What is the Polyjet process?
The Polyjet printing process is also known as Multi-Jet-Modeling (MJM) and is one of the additive printing processes. Polyjet printing works in a similar way to an inkjet printer – with the difference that instead of applying two-dimensional ink to paper, a three-dimensional object is created using liquid photopolymers in a layered construction process. In the context of rapid prototyping, the Polyjet process is popular because UV light quickly solidifies the photopolymers and thus the printed object is ready in a short time.
How does the Polyjet process work?
Before printing, special CAD software calculates along which lines the photopolymer and in which areas support structures are injected onto the worktop. The base material used for this process is UV-light-sensitive photopolymers.
Once the object to be printed has been created in the CAD program, the data is sent to the printer. Here, the print head sprays or jets the liquid starting material along the specifications with several nozzles in tiny droplets onto a movable printing plate. At each step, the liquid photopolymer is cured simultaneously with the help of UV light. The UV lamp is mounted directly on the print head.
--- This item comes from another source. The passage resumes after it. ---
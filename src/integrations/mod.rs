//! External service integrations.

pub mod gemini_client {
    pub use crate::gemini_client::*;
}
The printing plate then moves down by the thickness of the applied layer. Now the next layer of curing polymers can be applied – until the object specified in the computer is ready.
What do you have to pay attention to in the Polyjet process?
3D printing with Polyjet technology is a free-space process: support structures are required that must be digitally calculated beforehand. These support structures can then be removed manually with a water jet or by a special solution bath.
The Polyjet process allows a mix of materials during a printing process. The UV-light-sensitive polymer is available in various colors as well as transparent. The design of multi-coloured parts is therefore no problem.